第17話 予兆と摩耗

 今現在、私を襲っている彼らがエンドストップであることは間違いないだろう。服装、言動、装備などからそれは簡単に想像できる。


 ただ、私は彼らの顔を見たことがない。彼らの中に鬼灯……翔の顔は見当たらないし、向けられる敵意が半端ではないのだ。


「別の県のエンドストップか……救援に来るにしても、ちょっと遅くない? 電波でもジャックされてたのかな」

「攻撃の手を緩めるな! 必ず隙はできる! それを見逃すな!」


 ただ、この包囲されている中、私は一撃も食らっていないので、彼らの強さはそこまで高いものではないだろう。問題は、装備が強力なことだ。


 浴びせ続けられる弾丸は、魔法で防ごうとすると通常の数千倍ほど力の効率が悪くなる。魔法を使おうとすると照射される小さなパラボラアンテナは、条件が揃えば致命的な外傷を食らってしまう。そして────


「おっと」

「クソッ、当たらない……!」


 近接戦闘を仕掛けてくる連中の持つナイフは、常軌を逸した切れ味を有している。さきほどナイフが地面に落ちたが、まるで豆腐に刺さるフォークのように、ナイフはコンクリートに突き刺さっていた。


 できるだけ戦闘はしたくない。相手がエンドストップなら、なおさらだ。

 私は、隊長らしき人物に向けて言葉を飛ばす。


「なんとか説得してみるか……あの!」

「気にせず攻撃を続けろ!」

「私、そっちの花道隊長と知り合いなんですけど!」

「魔法使いが奴の名前を出すのはよくあることだ! そんなウソは通じんぞ!」


 花道さんは人望がないのだろうか? 全国的に有名らしい彼の名前を出してみても、攻撃の手が緩くなる様子はない。

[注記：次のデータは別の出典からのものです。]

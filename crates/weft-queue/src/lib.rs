//! Weft Queue - Partitioned queue plumbing for the weft chat message fabric.
//!
//! This crate provides:
//! - The [`MessageQueue`] trait the fabric consumes (FIFO partitions,
//!   visibility timeouts, dedup ids)
//! - An in-memory implementation with the same semantics, for tests and
//!   single-node deployments
//! - The [`QueueProducer`] (single-send and micro-batch modes)
//! - Lazy queue-URL resolution with per-entry retry
//! - The pure room-to-node partition assignment

#![deny(unsafe_code)]
#![warn(missing_docs)]
#![deny(clippy::all)]
#![warn(unreachable_pub)]
#![deny(clippy::unwrap_used)]
#![cfg_attr(test, allow(clippy::unwrap_used))]

mod api;
mod error;
mod memory;
mod partition;
mod producer;
mod urls;

pub use api::{BatchEntry, BatchResult, MessageQueue, QueueAttributes, ReceivedMessage};
pub use error::{QueueError, QueueResult};
pub use memory::InMemoryQueue;
pub use partition::assigned_rooms;
pub use producer::QueueProducer;
pub use urls::QueueUrlCache;
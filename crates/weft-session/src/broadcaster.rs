//! Room fanout of consumed queue messages.

use std::sync::Arc;
use tracing::{error, trace};

use weft_core::QueueMessage;
use weft_telemetry::FabricMetrics;

use crate::registry::SessionRegistry;
use crate::serializer::WriteSerializer;

/// Fans a queue message out to every live session in its room.
///
/// Serializes the envelope once, snapshots the room, and hands the frame
/// to the write serializer per session. Best-effort by design: a dead or
/// slow recipient affects nobody else, and there are no retries — the
/// sender was acked at ingress and the message is on its way to the
/// store.
pub struct Broadcaster {
    registry: Arc<SessionRegistry>,
    serializer: Arc<WriteSerializer>,
    exclude_sender: bool,
    metrics: Arc<FabricMetrics>,
}

impl Broadcaster {
    /// Create a broadcaster. With `exclude_sender`, sessions whose
    /// recorded user id matches the message's sender are skipped.
    #[must_use]
    pub fn new(
        registry: Arc<SessionRegistry>,
        serializer: Arc<WriteSerializer>,
        exclude_sender: bool,
        metrics: Arc<FabricMetrics>,
    ) -> Self {
        Self {
            registry,
            serializer,
            exclude_sender,
            metrics,
        }
    }

    /// Deliver `message` to its room. Returns how many sessions accepted
    /// the frame onto their queue.
    pub fn broadcast(&self, message: &QueueMessage) -> usize {
        let payload = match serde_json::to_string(message) {
            Ok(payload) => payload,
            Err(e) => {
                error!(message_id = %message.message_id, error = %e, "unserializable broadcast");
                self.metrics.broadcast_failures.hit();
                return 0;
            },
        };

        let sessions = self.registry.snapshot_room(message.room_id);
        trace!(
            room = %message.room_id,
            recipients = sessions.len(),
            "broadcasting"
        );

        let mut delivered = 0;
        for session in sessions {
            if self.exclude_sender && session.user_id().as_deref() == Some(&message.user_id) {
                continue;
            }
            if self.serializer.send(&session, payload.clone()).is_queued() {
                self.metrics.broadcast_success.hit();
                delivered += 1;
            } else {
                self.metrics.broadcast_failures.hit();
            }
        }
        delivered
    }
}

impl std::fmt::Debug for Broadcaster {
    fn fmt(&self, f: &mut std::fmt::Formatter<'_>) -> std::fmt::Result {
        f.debug_struct("Broadcaster")
            .field("exclude_sender", &self.exclude_sender)
            .finish()
    }
}

#[cfg(test)]
mod tests {
    use super::*;
    use crate::session::Session;
    use crate::testing::RecordingSink;
    use std::time::Duration;
    use weft_core::{ChatFrame, NodeId, RoomId};

    fn message(room: u32, user: &str) -> QueueMessage {
        let frame = ChatFrame {
            user_id: user.to_owned(),
            username: "alice".to_owned(),
            message: "hi".to_owned(),
            timestamp: "2025-01-01T00:00:00Z".to_owned(),
            message_type: "TEXT".to_owned(),
        };
        QueueMessage::from_frame(&frame, RoomId(room), NodeId::new("node-a"), "10.0.0.1")
    }

    struct Fixture {
        registry: Arc<SessionRegistry>,
        serializer: Arc<WriteSerializer>,
        metrics: Arc<FabricMetrics>,
    }

    fn fixture() -> Fixture {
        let registry = Arc::new(SessionRegistry::new());
        let metrics = Arc::new(FabricMetrics::default());
        let serializer = Arc::new(WriteSerializer::new(
            Arc::clone(&registry),
            4,
            Arc::clone(&metrics),
        ));
        Fixture {
            registry,
            serializer,
            metrics,
        }
    }

    fn add_session(f: &Fixture, room: u32) -> (Arc<Session>, Arc<RecordingSink>) {
        let sink = Arc::new(RecordingSink::new());
        let session = Arc::new(Session::new(
            RoomId(room),
            "10.0.0.1:5000",
            100,
            Box::new(Arc::clone(&sink)),
        ));
        f.registry.add(Arc::clone(&session));
        (session, sink)
    }

    #[tokio::test]
    async fn test_broadcast_reaches_whole_room_only() {
        let f = fixture();
        let (_s1, sink1) = add_session(&f, 7);
        let (_s2, sink2) = add_session(&f, 7);
        let (_s3, sink3) = add_session(&f, 8);

        let broadcaster = Broadcaster::new(
            Arc::clone(&f.registry),
            Arc::clone(&f.serializer),
            false,
            Arc::clone(&f.metrics),
        );
        let delivered = broadcaster.broadcast(&message(7, "42"));
        assert_eq!(delivered, 2);

        tokio::time::sleep(Duration::from_millis(100)).await;
        assert_eq!(sink1.frames().len(), 1);
        assert_eq!(sink2.frames().len(), 1);
        assert!(sink3.frames().is_empty(), "other room untouched");

        let envelope: QueueMessage = serde_json::from_str(&sink1.frames()[0]).unwrap();
        assert_eq!(envelope.user_id, "42");
    }

    #[tokio::test]
    async fn test_sender_exclusion() {
        let f = fixture();
        let (sender, sender_sink) = add_session(&f, 7);
        let (_other, other_sink) = add_session(&f, 7);
        sender.set_user_id("42");

        let broadcaster = Broadcaster::new(
            Arc::clone(&f.registry),
            Arc::clone(&f.serializer),
            true,
            Arc::clone(&f.metrics),
        );
        let delivered = broadcaster.broadcast(&message(7, "42"));
        assert_eq!(delivered, 1);

        tokio::time::sleep(Duration::from_millis(100)).await;
        assert!(sender_sink.frames().is_empty(), "sender skipped");
        assert_eq!(other_sink.frames().len(), 1);
    }

    #[tokio::test]
    async fn test_closed_recipient_counts_as_failure() {
        let f = fixture();
        let (dead, _sink) = add_session(&f, 7);
        let (_live, live_sink) = add_session(&f, 7);
        dead.close();

        let broadcaster = Broadcaster::new(
            Arc::clone(&f.registry),
            Arc::clone(&f.serializer),
            false,
            Arc::clone(&f.metrics),
        );
        let delivered = broadcaster.broadcast(&message(7, "42"));
        assert_eq!(delivered, 1, "only the live session accepted");
        assert_eq!(f.metrics.broadcast_failures.get(), 1);

        tokio::time::sleep(Duration::from_millis(100)).await;
        assert_eq!(live_sink.frames().len(), 1);
    }

    #[tokio::test]
    async fn test_empty_room_is_a_no_op() {
        let f = fixture();
        let broadcaster = Broadcaster::new(
            Arc::clone(&f.registry),
            Arc::clone(&f.serializer),
            false,
            Arc::clone(&f.metrics),
        );
        assert_eq!(broadcaster.broadcast(&message(7, "42")), 0);
    }
}
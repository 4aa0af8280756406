//! Weft Gateway - WebSocket ingress for the weft chat message fabric.
//!
//! This crate provides:
//! - The `/chat/{roomId}` WebSocket upgrade and per-connection read loop
//! - Frame validation, producer hand-off and the synchronous ack path
//! - The read-only `/healthz`, `/metrics` and `/metrics/queues` surface

#![deny(unsafe_code)]
#![warn(missing_docs)]
#![deny(clippy::all)]
#![warn(unreachable_pub)]
#![deny(clippy::unwrap_used)]
#![cfg_attr(test, allow(clippy::unwrap_used))]

mod error;
mod ingress;
mod server;
mod state;

pub use error::{GatewayError, GatewayResult};
pub use ingress::process_frame;
pub use server::{router, serve};
pub use state::GatewayState;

 さてどうしようか。一瞬でも彼らの気を逸らすことができれば余裕で逃げられるのだが、あいにく私はそれを可能にする道具を有していない。

 せめて、どうやって魔法の起こりを察知しているのかが分かればいいのだが……と、そこまで考えたところで、彼らの後ろで常に端末を手に持っている男を発見した。


「なんだ……レーダーで見てたのか」


 それが分かれば、対処は容易い。


 私は魔法の起こりを察知されないよう、極限まで力を隠蔽し、彼らの攻撃の隙を突いて瞬間移動した。



    ◇



 自分の家に戻って来た私は、家屋に何の被害もないことに安堵を覚えながら、さきほど相対したエンドストップについて考えていた。

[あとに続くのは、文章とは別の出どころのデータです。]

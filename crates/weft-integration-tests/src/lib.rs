//! Shared fixture for the end-to-end pipeline tests.
//!
//! A [`TestNode`] is a full fabric node on in-memory backends: real
//! producer, consumers, batch writer and broadcaster, with sessions
//! attached through recording sinks instead of sockets.

#![deny(unsafe_code)]
#![deny(clippy::all)]
#![allow(clippy::missing_panics_doc)]

use std::sync::Arc;
use std::time::Duration;

use weft_config::FabricConfig;
use weft_core::RoomId;
use weft_queue::{InMemoryQueue, MessageQueue};
use weft_runtime::FabricRuntime;
use weft_session::testing::RecordingSink;
use weft_session::Session;
use weft_storage::{InMemoryStore, MessageStore};

/// A full in-process fabric node.
pub struct TestNode {
    /// The wired runtime.
    pub runtime: FabricRuntime,
    /// The queue backend, for direct inspection and fault injection.
    pub queue: Arc<InMemoryQueue>,
    /// The store backend, for direct inspection and fault injection.
    pub store: Arc<InMemoryStore>,
}

impl TestNode {
    /// Defaults tuned for tests: short polls and visibility timeouts so
    /// redelivery happens within a test's patience.
    pub fn test_config() -> FabricConfig {
        let mut config = weft_config::load(None).expect("defaults are valid");
        config.consumer.threads = 2;
        // Zero-wait receives: the sweep returns immediately on empty
        // rooms and the idle sleep paces the loop instead.
        config.consumer.wait_time_secs = 0;
        config.consumer.visibility_timeout_secs = 1;
        config.batch_writer.size = 10;
        config.batch_writer.flush_ms = 50;
        config.queue.url_retry_ms = 100;
        config
    }

    /// Build and start a node on fresh in-memory backends.
    pub fn start(config: FabricConfig) -> Self {
        let queue = Arc::new(InMemoryQueue::new());
        for room in 1..=config.node.rooms {
            queue.create_queue(&config.queue.queue_name(RoomId(room)));
        }
        queue.create_queue(&config.dlq.queue_name);
        let store = Arc::new(InMemoryStore::new());

        let runtime = FabricRuntime::new(
            config,
            Arc::clone(&queue) as Arc<dyn MessageQueue>,
            Arc::clone(&store) as Arc<dyn MessageStore>,
        );
        runtime.start();
        Self {
            runtime,
            queue,
            store,
        }
    }

    /// Attach a session to a room, as the ingress would on upgrade.
    pub fn connect(&self, room: u32) -> (Arc<Session>, Arc<RecordingSink>) {
        let sink = Arc::new(RecordingSink::new());
        let session = Arc::new(Session::new(
            RoomId(room),
            "10.0.0.9:7000",
            self.runtime.config().session.write_queue_capacity,
            Box::new(Arc::clone(&sink)),
        ));
        self.runtime.registry().add(Arc::clone(&session));
        (session, sink)
    }

    /// Feed one raw text frame through the ingress contract.
    pub async fn send_raw(&self, session: &Arc<Session>, text: &str) {
        let state = self.runtime.gateway();
        weft_gateway::process_frame(&state, session, text).await;
    }

    /// Feed a well-formed TEXT frame.
    pub async fn send_text(&self, session: &Arc<Session>, user_id: &str, text: &str) {
        let frame = format!(
            r#"{{"userId":"{user_id}","username":"alice","message":"{text}","timestamp":"2025-01-01T00:00:00Z","messageType":"TEXT"}}"#
        );
        self.send_raw(session, &frame).await;
    }

    /// Stop the node.
    pub async fn stop(&self) {
        self.runtime.stop().await;
    }
}

/// Sleep long enough for the async pipeline to settle.
pub async fn settle() {
    tokio::time::sleep(Duration::from_millis(400)).await;
}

「翔たちが優しかったから忘れてた……そうだよね。あれが魔法使いに対する普通の反応だよね」


 容易に人を殺せる力を持った生物に対する対応など、本来はあれが普通だ。そもそも、翔や花道さんが優しかったのが異常だったのだろう。


「狙われても仕方ないよなぁ。ビルを爆破したのは事実だし」


 それに私は、調子に乗っていた。力を使ったことによる二次被害を考えず、ただ派手に見つけたいというだけの理由で、このテロを指揮している魔法使いの居場所を爆破したのだ。

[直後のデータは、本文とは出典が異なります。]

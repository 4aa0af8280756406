//! Lock-free counter records for every pipeline component.
//!
//! Counters are plain relaxed atomics; export is a point-in-time snapshot.
//! The snapshot types serialize with the wire names the metrics endpoint
//! promises.

use serde::Serialize;
use std::sync::atomic::{AtomicU64, Ordering};

/// A monotonically increasing counter.
#[derive(Debug, Default)]
pub struct Counter(AtomicU64);

impl Counter {
    /// Increment by one.
    pub fn hit(&self) {
        self.0.fetch_add(1, Ordering::Relaxed);
    }

    /// Increment by `n`.
    pub fn add(&self, n: u64) {
        self.0.fetch_add(n, Ordering::Relaxed);
    }

    /// Current value.
    #[must_use]
    pub fn get(&self) -> u64 {
        self.0.load(Ordering::Relaxed)
    }
}

/// A value that can move both ways (queue sizes, active workers).
#[derive(Debug, Default)]
pub struct Gauge(AtomicU64);

impl Gauge {
    /// Increment by one.
    pub fn inc(&self) {
        self.0.fetch_add(1, Ordering::Relaxed);
    }

    /// Decrement by one, saturating at zero.
    pub fn dec(&self) {
        let _ = self
            .0
            .fetch_update(Ordering::Relaxed, Ordering::Relaxed, |v| {
                Some(v.saturating_sub(1))
            });
    }

    /// Overwrite the value.
    pub fn set(&self, value: u64) {
        self.0.store(value, Ordering::Relaxed);
    }

    /// Current value.
    #[must_use]
    pub fn get(&self) -> u64 {
        self.0.load(Ordering::Relaxed)
    }
}

/// Counters for the per-session write serializer.
#[derive(Debug, Default)]
pub struct WriteSerializerMetrics {
    /// Frames written to sockets.
    pub sent: Counter,
    /// Frames accepted onto a session queue.
    pub queued: Counter,
    /// Frames dropped (queue full, session closed, shutdown discard).
    pub dropped: Counter,
    /// Socket write errors.
    pub errors: Counter,
    /// Drain tasks currently writing.
    pub active_writers: Gauge,
}

impl WriteSerializerMetrics {
    /// Snapshot the counters.
    #[must_use]
    pub fn snapshot(&self) -> WriteSerializerSnapshot {
        WriteSerializerSnapshot {
            sent: self.sent.get(),
            queued: self.queued.get(),
            dropped: self.dropped.get(),
            errors: self.errors.get(),
            active_writers: self.active_writers.get(),
        }
    }
}

/// Serialized form of [`WriteSerializerMetrics`].
#[derive(Debug, Clone, Serialize)]
pub struct WriteSerializerSnapshot {
    /// Frames written to sockets.
    pub sent: u64,
    /// Frames accepted onto a session queue.
    pub queued: u64,
    /// Frames dropped.
    pub dropped: u64,
    /// Socket write errors.
    pub errors: u64,
    /// Drain tasks currently writing.
    #[serde(rename = "activeWriters")]
    pub active_writers: u64,
}

/// Counters for the batch database writer.
#[derive(Debug, Default)]
pub struct BatchWriterMetrics {
    /// Messages accepted into the buffer.
    pub enqueued: Counter,
    /// Rows written to the store.
    pub written: Counter,
    /// Flushes issued.
    pub batches: Counter,
    /// Messages rejected because the buffer was full.
    pub dropped: Counter,
    /// Failed flushes.
    pub write_errors: Counter,
    /// Current buffer occupancy.
    pub buffer_size: Gauge,
}

impl BatchWriterMetrics {
    /// Snapshot the counters.
    #[must_use]
    pub fn snapshot(&self) -> BatchWriterSnapshot {
        BatchWriterSnapshot {
            enqueued: self.enqueued.get(),
            written: self.written.get(),
            batches: self.batches.get(),
            dropped: self.dropped.get(),
            write_errors: self.write_errors.get(),
            buffer_size: self.buffer_size.get(),
        }
    }
}

/// Serialized form of [`BatchWriterMetrics`].
#[derive(Debug, Clone, Serialize)]
pub struct BatchWriterSnapshot {
    /// Messages accepted into the buffer.
    pub enqueued: u64,
    /// Rows written to the store.
    pub written: u64,
    /// Flushes issued.
    pub batches: u64,
    /// Messages rejected because the buffer was full.
    pub dropped: u64,
    /// Failed flushes.
    #[serde(rename = "writeErrors")]
    pub write_errors: u64,
    /// Current buffer occupancy.
    #[serde(rename = "bufferSize")]
    pub buffer_size: u64,
}

/// Counters for the dead-letter sink.
#[derive(Debug, Default)]
pub struct DeadLetterMetrics {
    /// Envelopes successfully published to the DLQ.
    pub shipped: Counter,
    /// Messages lost because the DLQ was disabled or its publish failed.
    pub lost: Counter,
}

impl DeadLetterMetrics {
    /// Snapshot the counters.
    #[must_use]
    pub fn snapshot(&self) -> DeadLetterSnapshot {
        DeadLetterSnapshot {
            shipped: self.shipped.get(),
            lost: self.lost.get(),
        }
    }
}

/// Serialized form of [`DeadLetterMetrics`].
#[derive(Debug, Clone, Serialize)]
pub struct DeadLetterSnapshot {
    /// Envelopes successfully published to the DLQ.
    pub shipped: u64,
    /// Messages lost for good.
    pub lost: u64,
}

/// All counters of one fabric node.
///
/// Shared as a single `Arc` across every component; each component touches
/// only its own record.
#[derive(Debug, Default)]
pub struct FabricMetrics {
    /// Frames read from sockets.
    pub messages_received: Counter,
    /// Frames accepted and handed to the producer.
    pub messages_published: Counter,
    /// Frames rejected by validation or parsing.
    pub messages_failed: Counter,
    /// Acks enqueued to senders.
    pub acks_sent: Counter,
    /// Acks that could not be enqueued.
    pub acks_failed: Counter,
    /// Messages delivered to the external queue.
    pub queue_messages_sent: Counter,
    /// Messages the consumer pipeline completed.
    pub consumer_processed: Counter,
    /// Messages the consumer pipeline failed.
    pub consumer_failed: Counter,
    /// Broadcast deliveries enqueued.
    pub broadcast_success: Counter,
    /// Broadcast deliveries dropped or failed.
    pub broadcast_failures: Counter,
    /// Write serializer counters.
    pub write_serializer: WriteSerializerMetrics,
    /// Batch writer counters.
    pub batch_writer: BatchWriterMetrics,
    /// Dead-letter sink counters.
    pub dead_letter: DeadLetterMetrics,
}

impl FabricMetrics {
    /// Snapshot every counter.
    ///
    /// `active_rooms` and `total_sessions` come from the session registry,
    /// which owns that state.
    #[must_use]
    pub fn snapshot(&self, active_rooms: u64, total_sessions: u64) -> FabricSnapshot {
        FabricSnapshot {
            messages_received: self.messages_received.get(),
            messages_published: self.messages_published.get(),
            messages_failed: self.messages_failed.get(),
            acks_sent: self.acks_sent.get(),
            acks_failed: self.acks_failed.get(),
            queue_messages_sent: self.queue_messages_sent.get(),
            consumer_processed: self.consumer_processed.get(),
            consumer_failed: self.consumer_failed.get(),
            broadcast_success: self.broadcast_success.get(),
            broadcast_failures: self.broadcast_failures.get(),
            active_rooms,
            total_sessions,
            write_serializer: self.write_serializer.snapshot(),
            batch_writer: self.batch_writer.snapshot(),
            dead_letter: self.dead_letter.snapshot(),
        }
    }
}

/// Serialized form of [`FabricMetrics`], as served by the metrics endpoint.
#[derive(Debug, Clone, Serialize)]
pub struct FabricSnapshot {
    /// Frames read from sockets.
    #[serde(rename = "messagesReceived")]
    pub messages_received: u64,
    /// Frames accepted and handed to the producer.
    #[serde(rename = "messagesPublished")]
    pub messages_published: u64,
    /// Frames rejected by validation or parsing.
    #[serde(rename = "messagesFailed")]
    pub messages_failed: u64,
    /// Acks enqueued to senders.
    #[serde(rename = "acksSent")]
    pub acks_sent: u64,
    /// Acks that could not be enqueued.
    #[serde(rename = "acksFailed")]
    pub acks_failed: u64,
    /// Messages delivered to the external queue.
    #[serde(rename = "queueMessagesSent")]
    pub queue_messages_sent: u64,
    /// Messages the consumer pipeline completed.
    #[serde(rename = "consumerProcessed")]
    pub consumer_processed: u64,
    /// Messages the consumer pipeline failed.
    #[serde(rename = "consumerFailed")]
    pub consumer_failed: u64,
    /// Broadcast deliveries enqueued.
    #[serde(rename = "broadcastSuccess")]
    pub broadcast_success: u64,
    /// Broadcast deliveries dropped or failed.
    #[serde(rename = "broadcastFailures")]
    pub broadcast_failures: u64,
    /// Rooms with at least one live session on this node.
    #[serde(rename = "activeRooms")]
    pub active_rooms: u64,
    /// Live sessions on this node.
    #[serde(rename = "totalSessions")]
    pub total_sessions: u64,
    /// Write serializer counters.
    #[serde(rename = "writeSerializer")]
    pub write_serializer: WriteSerializerSnapshot,
    /// Batch writer counters.
    #[serde(rename = "batchWriter")]
    pub batch_writer: BatchWriterSnapshot,
    /// Dead-letter sink counters.
    #[serde(rename = "deadLetter")]
    pub dead_letter: DeadLetterSnapshot,
}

「こんな力を持ってても、私の性根は人間なんだな……」


 私は今まで、自分が自分の持つ力を受け入れるに足る器を持っていると、そう考えていた。力の使いどころを正確に把握し、常に理知的に、余裕をもって行動できる人間だと。


 だが、そんなことはなかった。


「なんで私が、こんな力を持ってるんだろう……」


 このまま魔法を使い続けていれば、いつか、私のご先祖様の意思を根っこから踏みにじる結果をもたらしてしまうかもしれない。

 私は、それが一番怖かった。


「……早く、役目を終わらせないと」


 少しぼやけていた頭を無理やり働かせ、私は次にすべきことを考え始めた。



    ◇



 駐屯地を襲撃してきた五人の魔法使いの拘束を終えた俺は、テロを収束させようと街に駆けだしていた。


「あんなやつらの相手をしている間に、街が……」


 視界を埋め尽くすほどの瓦礫の山。あちこちで発生している火災。空気中に漂う硝煙の香りを感じながら、俺は少し違和感を覚えていた。


「なんだ……? なんか妙だ」


 さきほど戦った魔法使いは、何万人も構成員がいると言っていたはずだ。

 その人数がいれば、東京中を滅茶苦茶にするのはとても簡単なことだろう。現に、襲撃から一~二時間しか経過していないにもかかわらず、被害は想像よりも大きくなっている。


「魔法使いが……いない?」


 そう、テロの実行犯である魔法使いが、ほとんど見当たらないのだ。


 無線では何人か魔法使いを無力化したとの報告が入っているが、それでも雀の涙のような人数だ。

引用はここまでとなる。